She got a surprise from Eileen. “You can forget about the wig and sunglasses, Trish,” she said. “I figured out who you are. You’re the one lives with that weirdo inventor out in Spires Canyon in that house from another planet.”
Trish’s face twisted with alarm. “You musn’t say—”
“Hey, I dunno nothing. You want to get away from Carson Thomas, that’s cool with me. You oughta tell me sometime why you decided to have his kid.”
“I won’t be seeing you again. I’m going... away.”
“Good. Just the same, you need anything, call me,” Eileen said. “I won’t be in Alaska forever—unless I get lucky. And I never been lucky.”
Just before her plane left, Trish went to a pay phone. While Melody hugged her knees she lifted the receiver with a shaking hand. She had to enter the number sequence three times before she got it right. The call went through. The voice she hadn’t heard in eight years spoke with the inescapability of history.
Trish’s words burst from her throat in the desperate rush she had so hoped to avoid. “Mother... Mother, I’m coming home!”
12
TRISH, CARSON, AND MELODY—TOGETHER FOREVER!

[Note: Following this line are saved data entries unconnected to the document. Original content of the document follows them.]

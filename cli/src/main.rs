mod cli;
mod config;
mod error;
mod lite;
mod ops;
mod types;

use clap::Parser;
use cli::{Cli, Command, ConfigCommand};
use colored::Colorize;
use config::{ConfigKey, load_cli_config, load_config_file, set_config_value, unset_config_value};
use error::CliError;
use futures::TryStreamExt;
use lite::LiteSession;
use strum::VariantNames;
use tabled::{
    Table, Tabled,
    settings::{Alignment, Style, object::Columns},
};
use tracing_subscriber::{fmt::format::FmtSpan, layer::SubscriberExt, util::SubscriberInitExt};
use types::{LimitsRow, ScalingRow, ShardRow, StreamSummary, TagRow};

#[tokio::main]
async fn main() -> miette::Result<()> {
    miette::set_panic_hook();
    run().await?;
    Ok(())
}

async fn run() -> Result<(), CliError> {
    let commands = Cli::parse();

    tracing_subscriber::registry()
        .with(
            tracing_subscriber::fmt::layer()
                .with_span_events(FmtSpan::NEW)
                .compact()
                .with_writer(std::io::stderr),
        )
        .with(tracing_subscriber::EnvFilter::from_default_env())
        .init();

    if let Command::Config(config_cmd) = &commands.command {
        match config_cmd {
            ConfigCommand::List => {
                let config = load_config_file()?;
                for k in ConfigKey::VARIANTS {
                    if let Ok(key) = k.parse::<ConfigKey>()
                        && let Some(v) = config.get(key)
                    {
                        println!("{} = {}", k, v);
                    }
                }
            }
            ConfigCommand::Get { key } => {
                let config = load_config_file()?;
                if let Some(v) = config.get(*key) {
                    println!("{}", v);
                }
            }
            ConfigCommand::Set { key, value } => {
                let saved_path = set_config_value(*key, value.clone())?;
                eprintln!("{}", format!("✓ {} set", key).green().bold());
                eprintln!(
                    "  Configuration saved to: {}",
                    saved_path.display().to_string().cyan()
                );
            }
            ConfigCommand::Unset { key } => {
                let saved_path = unset_config_value(*key)?;
                eprintln!("{}", format!("✓ {} unset", key).green().bold());
                eprintln!(
                    "  Configuration saved to: {}",
                    saved_path.display().to_string().cyan()
                );
            }
        }
        return Ok(());
    }

    let cli_config = load_cli_config()?;
    let state_file = match commands.state_file {
        Some(path) => path,
        None => cli_config.state_file()?,
    };
    let page_size = cli_config.page_size();
    let session = LiteSession::open(state_file, cli_config.backend_config())?;
    let client = session.client();
    let mutation = commands.command.is_mutation();

    match commands.command {
        Command::Config(..) => unreachable!(),

        Command::CreateStream(args) => {
            ops::create_stream(client, args).await?;
            eprintln!("{}", "✓ Stream created".green().bold());
        }

        Command::DeleteStream { stream } => {
            ops::delete_stream(client, stream).await?;
            eprintln!("{}", "✓ Stream deleted".green().bold());
        }

        Command::DescribeStream(args) => {
            let from_start = args.start_after.is_none();
            let description = ops::describe_stream(client, args).await?;
            let open_shards =
                ops::open_shard_count(client, &description, from_start, page_size).await?;
            print_table([StreamSummary::new(&description, open_shards)]);
            print_table(description.shards.values.iter().map(ShardRow::from));
        }

        Command::ListShards(args) => {
            let shards = ops::list_shards(client, args, page_size).await?;
            print_table(shards.iter().map(ShardRow::from));
        }

        Command::ListStreams(args) => {
            let mut streams = ops::list_streams(client, args, page_size).await?;
            while let Some(stream) = streams.try_next().await? {
                println!("{stream}");
            }
        }

        Command::IncreaseStreamRetentionPeriod(args) => {
            let hours = args.hours;
            ops::increase_retention(client, args).await?;
            eprintln!(
                "{}",
                format!("✓ Retention period increased to {hours}h")
                    .green()
                    .bold()
            );
        }

        Command::DecreaseStreamRetentionPeriod(args) => {
            let hours = args.hours;
            ops::decrease_retention(client, args).await?;
            eprintln!(
                "{}",
                format!("✓ Retention period decreased to {hours}h")
                    .green()
                    .bold()
            );
        }

        Command::UpdateShardCount(args) => {
            let output = ops::update_shard_count(client, args).await?;
            eprintln!("{}", "✓ Shard count updated".green().bold());
            print_table([ScalingRow::from(output)]);
        }

        Command::AddTagsToStream(args) => {
            let count = args.tags.len();
            ops::add_tags(client, args).await?;
            eprintln!("{}", format!("✓ {count} tag(s) added").green().bold());
        }

        Command::RemoveTagsFromStream(args) => {
            ops::remove_tags(client, args).await?;
            eprintln!("{}", "✓ Tags removed".green().bold());
        }

        Command::ListTagsForStream(args) => {
            let tags = ops::collect(ops::list_tags(client, args, page_size).await?).await?;
            print_table(tags.iter().map(TagRow::from));
        }

        Command::DescribeLimits => {
            let limits = ops::describe_limits(client).await?;
            print_table([LimitsRow::from(limits)]);
        }
    };

    if mutation {
        session.save()?;
    }

    Ok(())
}

fn print_table<R: Tabled>(rows: impl IntoIterator<Item = R>) {
    let mut table = Table::new(rows);
    table.with(Style::sharp());
    table.modify(Columns::new(1..), Alignment::right());
    println!("{table}");
}
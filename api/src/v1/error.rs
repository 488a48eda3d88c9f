use serde::{Deserialize, Serialize};

#[derive(
    Debug,
    Clone,
    Copy,
    PartialEq,
    Eq,
    Hash,
    Serialize,
    Deserialize,
    strum::Display,
    strum::EnumString,
    strum::IntoStaticStr,
)]
#[strum(serialize_all = "snake_case")]
#[serde(rename_all = "snake_case")]
// Keep this alphabetized.
pub enum ErrorCode {
    BadJson,
    InvalidArgument,
    LimitExceeded,
    Other,
    ResourceInUse,
    ResourceNotFound,
    Throttled,
    Unavailable,
}

impl ErrorCode {
    pub fn status(self) -> http::StatusCode {
        match self {
            Self::BadJson | Self::InvalidArgument => http::StatusCode::BAD_REQUEST,
            Self::LimitExceeded | Self::ResourceInUse => http::StatusCode::CONFLICT,
            Self::ResourceNotFound => http::StatusCode::NOT_FOUND,
            Self::Throttled => http::StatusCode::TOO_MANY_REQUESTS,
            Self::Unavailable => http::StatusCode::SERVICE_UNAVAILABLE,
            Self::Other => http::StatusCode::INTERNAL_SERVER_ERROR,
        }
    }

    /// Whether the same request may succeed if sent again later.
    pub fn is_retryable(self) -> bool {
        matches!(self, Self::Throttled | Self::Unavailable)
    }
}

#[derive(Debug, Clone, PartialEq, Eq, Serialize, Deserialize)]
pub struct ErrorInfo {
    pub code: ErrorCode,
    pub message: String,
}

impl ErrorInfo {
    pub fn new(code: ErrorCode, message: impl Into<String>) -> Self {
        Self {
            code,
            message: message.into(),
        }
    }
}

She let the photograph slide from her fingers, it swooped down to the floor, again falling face up, as though to add to her torment. She had never suspected that Carson was behind all that had happened. Carson! Her heart sank at that prospect, at his... inevitability.
Over the last three years when, despite herself, her mind swung toward him she had hoped that the increasing mental instability in which she had left him had led to incapacitating madness. Time and distance, though comforting, failed to guarantee her safety as much as would word of his institutionalization or violent death. She was certain that he bad been in major decline. Where had that dangerous current ultimately carried him?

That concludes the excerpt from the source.